Chronic L-Dopa Therapy in Parkinson’s Disease: Can It Accelerate Degeneration of Nigrostriatal Dopaminergic Neurons?

Abstract

In Parkinson’s disease, there is a selective degeneration of the neuromelanin-containing dopaminergic neurons in the pars compacta with anterograde loss of the ascending nigrostriatal axonal projections and their terminal arborizations in the caudate and putamen nuclei. The cause of the progressive death of dopaminergic neurons is yet unknown. Among others, it may be due to an excessive intraneuronal production of cytotoxic free radicals. The dopaminergic neurons are particularly prone to free radical formation which occurs via two main processes, i.e., breakdown of dopamine by the enzyme monoamine oxidase and synthesis of the pigment neuromelanin.

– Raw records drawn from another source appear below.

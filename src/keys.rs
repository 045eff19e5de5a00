//! Bucket key scheme.
//!
//! A bucket key is `{prefix}{scope}-{YYYYMMDDHHMM}` with the minute taken in UTC. There
//! is no stored window: a window is the set of keys for the current minute and each of
//! the preceding `window_minutes` minutes, summed at read time. That is
//! `window_minutes + 1` buckets, so a window of N minutes covers slightly more than N
//! minutes of history.

use crate::error::ConfigError;
use chrono::{DateTime, Duration, Utc};
use sha1::{Digest, Sha1};
use std::borrow::Cow;

/// Memcached's cap on the length of a whole key, in bytes.
pub const MAX_KEY_LEN: usize = 250;

/// Length of `-{YYYYMMDDHHMM}`.
const SUFFIX_LEN: usize = 13;

/// Length of a hex SHA-1 digest.
const DIGEST_LEN: usize = 40;

/// Longest accepted prefix: a hashed scope and the suffix must still fit.
pub const MAX_PREFIX_LEN: usize = MAX_KEY_LEN - SUFFIX_LEN - DIGEST_LEN;

/// Longest accepted window; one day of minute buckets.
pub const MAX_WINDOW_MINUTES: u32 = 24 * 60;

const MINUTE_FORMAT: &str = "%Y%m%d%H%M";

/// Derives cache keys for one limiter's keyspace.
#[derive(Debug, Clone, PartialEq, Eq)]
pub struct BucketKeys {
    prefix: String,
    window_minutes: u32,
}

impl BucketKeys {
    /// Validate `prefix` and build a scheme spanning `window_minutes + 1` buckets.
    pub fn new(prefix: impl Into<String>, window_minutes: u32) -> Result<Self, ConfigError> {
        let prefix = prefix.into();
        validate_prefix(&prefix)?;
        if window_minutes == 0 || window_minutes > MAX_WINDOW_MINUTES {
            return Err(ConfigError::InvalidWindow { provided: window_minutes });
        }
        Ok(Self { prefix, window_minutes })
    }

    /// Skip validation; callers pass known-good constants.
    pub(crate) fn from_parts(prefix: String, window_minutes: u32) -> Self {
        Self { prefix, window_minutes }
    }

    pub fn prefix(&self) -> &str {
        &self.prefix
    }

    /// Key for the minute containing `at`.
    pub fn key_at(&self, scope: &str, at: DateTime<Utc>) -> String {
        format!("{}{}-{}", self.prefix, self.safe_scope(scope), at.format(MINUTE_FORMAT))
    }

    /// Key for the current minute.
    pub fn current_key(&self, scope: &str, now: DateTime<Utc>) -> String {
        self.key_at(scope, now)
    }

    /// Keys for the current minute followed by each of the preceding
    /// `window_minutes` minutes, newest first.
    pub fn window_keys(&self, scope: &str, now: DateTime<Utc>) -> Vec<String> {
        let scope = self.safe_scope(scope);
        (0..=i64::from(self.window_minutes))
            .map(|minutes_ago| {
                let at = now - Duration::minutes(minutes_ago);
                format!("{}{}-{}", self.prefix, scope, at.format(MINUTE_FORMAT))
            })
            .collect()
    }

    /// Scopes that would break a memcached key, or push it past [`MAX_KEY_LEN`], are
    /// replaced by their digest.
    fn safe_scope<'a>(&self, scope: &'a str) -> Cow<'a, str> {
        let fits = self.prefix.len() + scope.len() + SUFFIX_LEN <= MAX_KEY_LEN;
        if fits && !scope.chars().any(|c| c.is_whitespace() || c.is_control()) {
            Cow::Borrowed(scope)
        } else {
            Cow::Owned(sha1_hex(scope))
        }
    }
}

/// Lowercase hex SHA-1 of `value`.
pub fn sha1_hex(value: &str) -> String {
    hex::encode(Sha1::digest(value.as_bytes()))
}

fn validate_prefix(prefix: &str) -> Result<(), ConfigError> {
    let reason = if prefix.len() > MAX_PREFIX_LEN {
        "longer than 197 bytes"
    } else if prefix.chars().any(char::is_whitespace) {
        "contains whitespace"
    } else if prefix.chars().any(char::is_control) {
        "contains control characters"
    } else {
        return Ok(());
    };
    Err(ConfigError::InvalidKeyPrefix { prefix: prefix.to_string(), reason })
}
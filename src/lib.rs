#![forbid(unsafe_code)]
#![cfg_attr(not(test), deny(clippy::all))]

//! # ratelimitcache
//!
//! Sliding-window request rate limiting over a shared, expiring cache, packaged as
//! tower middleware. Built for protecting endpoints such as login forms from
//! brute-force attempts.
//!
//! ## How it works
//!
//! - Each request is counted in a per-minute bucket keyed by
//!   `{prefix}{scope}-{YYYYMMDDHHMM}` (UTC).
//! - A decision sums the current bucket and the preceding `window_minutes` buckets in a
//!   single multi-get, then increments the current bucket, allowed or not.
//! - The request passes while that pre-increment total is below `max_requests`.
//! - Buckets expire on their own after `(window_minutes + 1) * 60` seconds.
//! - If the cache is unreachable the limiter fails open.
//!
//! ## Quick Start
//!
//! ```rust
//! use ratelimitcache::{
//!     AtomicCounter, Forbidden, FormRequest, InMemoryCache, Policy, RateLimitConfig,
//!     RateLimitLayer, SlidingWindowLimiter,
//! };
//! use tower::ServiceExt;
//!
//! # tokio::runtime::Runtime::new().unwrap().block_on(async {
//! let config = RateLimitConfig::builder().window_minutes(1).max_requests(2).build().unwrap();
//! let limiter = SlidingWindowLimiter::new(AtomicCounter::new(InMemoryCache::new()), config);
//!
//! let guard = RateLimitLayer::<_, FormRequest, (u16, String)>::new(limiter)
//!     .policy(Policy::post_field("username"));
//! let login = guard.wrap(|_req: FormRequest| async {
//!     Ok::<_, std::convert::Infallible>((200, "welcome".to_string()))
//! });
//!
//! let attempt = || FormRequest::post("10.0.0.7").field("username", "alice");
//! assert_eq!(login.clone().oneshot(attempt()).await.unwrap().0, 200);
//! assert_eq!(login.clone().oneshot(attempt()).await.unwrap().0, 200);
//! assert_eq!(login.clone().oneshot(attempt()).await.unwrap().0, Forbidden::STATUS);
//! # });
//! ```

pub mod backend;
pub mod clock;
pub mod config;
pub mod error;
pub mod keys;
pub mod limiter;
pub mod middleware;
pub mod policy;
pub mod prelude;
pub mod request;
pub mod telemetry;

// Re-exports
pub use backend::{
    AtomicCacheStore, AtomicCounter, CacheStore, CounterBackend, InMemoryCache,
    ReadModifyWriteCounter,
};
pub use clock::{Clock, ManualClock, SystemClock};
pub use config::{RateLimitConfig, RateLimitConfigBuilder, RateLimitSettings};
pub use error::{BackendError, ConfigError};
pub use keys::BucketKeys;
pub use limiter::{Decision, RateLimiter, SlidingWindowLimiter};
pub use middleware::{Forbidden, RateLimitLayer, RateLimitService};
pub use policy::Policy;
pub use request::{FormRequest, RequestMeta};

Under normal physiological circumstances, there is probably adequate protection of these neurons by the natural intracellular mechanisms that scavenge and neutralize the cytotoxic free radicals. Theoretically, in Parkinson’s disease there may be a basic failure of one or more of such defense mechanisms which leads to abnormal intraneuronal accumulation of cytotoxic free radicals and consequently to cell death. Another hypothetical possibility is that there is an overproduction of such harmful products, in excess of the neutralizing capacity of the protective apparatus, induced by exposure to MPTP-like neurotoxins derived from the₁external environment or through an endogenous metabolic derangement.